### What this task involves
Type out the entries again, keeping every word unchanged.

** Opening Data for this task block **

//! The per-task browser-session id pool.
//!
//! Borrowed ids are reused across subtasks within the same task; a new one
//! is only minted when the pool is empty. Ids are opaque strings handed to
//! [`crate::DriverFactory`] and [`crate::DriverFactory::close_session`] —
//! the executor never interprets them.

use chrono::Utc;
use tokio::sync::Mutex;
use uuid::Uuid;

/// LIFO pool of reusable session ids, scoped to one task.
pub struct SessionPool {
    task_id: String,
    stack: Mutex<Vec<String>>,
}

impl SessionPool {
    /// Create an empty pool for the given task id.
    pub fn new(task_id: impl Into<String>) -> Self {
        Self { task_id: task_id.into(), stack: Mutex::new(Vec::new()) }
    }

    /// Pop a reusable id, minting a fresh `{task_id}_par_{timestamp}_{rand}`
    /// one if the pool is empty.
    pub async fn borrow(&self) -> String {
        let mut stack = self.stack.lock().await;
        stack.pop().unwrap_or_else(|| {
            format!("{}_par_{}_{}", self.task_id, Utc::now().timestamp_millis(), Uuid::new_v4().simple())
        })
    }

    /// Return a borrowed id to the pool for reuse.
    pub async fn release(&self, id: String) {
        self.stack.lock().await.push(id);
    }

    /// Drain every pooled id, leaving the pool empty. Called once at
    /// `execute()` exit so each id's external session can be closed.
    pub async fn drain(&self) -> Vec<String> {
        std::mem::take(&mut *self.stack.lock().await)
    }
}

#[cfg(test)]
mod tests {
    use super::*;

    #[tokio::test]
    async fn borrow_mints_a_fresh_id_when_empty() {
        let pool = SessionPool::new("t1");
        let id = pool.borrow().await;
        assert!(id.starts_with("t1_par_"));
    }

    #[tokio::test]
    async fn released_ids_are_reused_before_minting() {
        let pool = SessionPool::new("t1");
        let id = pool.borrow().await;
        pool.release(id.clone()).await;
        let reused = pool.borrow().await;
        assert_eq!(id, reused);
    }

    #[tokio::test]
    async fn drain_empties_the_pool() {
        let pool = SessionPool::new("t1");
        pool.release("a".into()).await;
        pool.release("b".into()).await;
        let drained = pool.drain().await;
        assert_eq!(drained.len(), 2);
        assert!(pool.drain().await.is_empty());
    }
}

** Closing Data for this task block **

### Solution to this task
//! The per-task browser-session id pool.
//!
//! Borrowed ids are reused across subtasks within the same task; a new one
//! is only minted when the pool is empty. Ids are opaque strings handed to
//! [`crate::DriverFactory`] and [`crate::DriverFactory::close_session`] —
//! the executor never interprets them.

use chrono::Utc;
use tokio::sync::Mutex;
use uuid::Uuid;

/// LIFO pool of reusable session ids, scoped to one task.
pub struct SessionPool {
    task_id: String,
    stack: Mutex<Vec<String>>,
}

impl SessionPool {
    /// Create an empty pool for the given task id.
    pub fn new(task_id: impl Into<String>) -> Self {
        Self { task_id: task_id.into(), stack: Mutex::new(Vec::new()) }
    }

    /// Pop a reusable id, minting a fresh `{task_id}_par_{timestamp}_{rand}`
    /// one if the pool is empty.
    pub async fn borrow(&self) -> String {
        let mut stack = self.stack.lock().await;
        stack.pop().unwrap_or_else(|| {
            format!("{}_par_{}_{}", self.task_id, Utc::now().timestamp_millis(), Uuid::new_v4().simple())
        })
    }

    /// Return a borrowed id to the pool for reuse.
    pub async fn release(&self, id: String) {
        self.stack.lock().await.push(id);
    }

    /// Drain every pooled id, leaving the pool empty. Called once at
    /// `execute()` exit so each id's external session can be closed.
    pub async fn drain(&self) -> Vec<String> {
        std::mem::take(&mut *self.stack.lock().await)
    }
}

#[cfg(test)]
mod tests {
    use super::*;

    #[tokio::test]
    async fn borrow_mints_a_fresh_id_when_empty() {
        let pool = SessionPool::new("t1");
        let id = pool.borrow().await;
        assert!(id.starts_with("t1_par_"));
    }

    #[tokio::test]
    async fn released_ids_are_reused_before_minting() {
        let pool = SessionPool::new("t1");
        let id = pool.borrow().await;
        pool.release(id.clone()).await;
        let reused = pool.borrow().await;
        assert_eq!(id, reused);
    }

    #[tokio::test]
    async fn drain_empties_the_pool() {
        let pool = SessionPool::new("t1");
        pool.release("a".into()).await;
        pool.release("b".into()).await;
        let drained = pool.drain().await;
        assert_eq!(drained.len(), 2);
        assert!(pool.drain().await.is_empty());
    }
}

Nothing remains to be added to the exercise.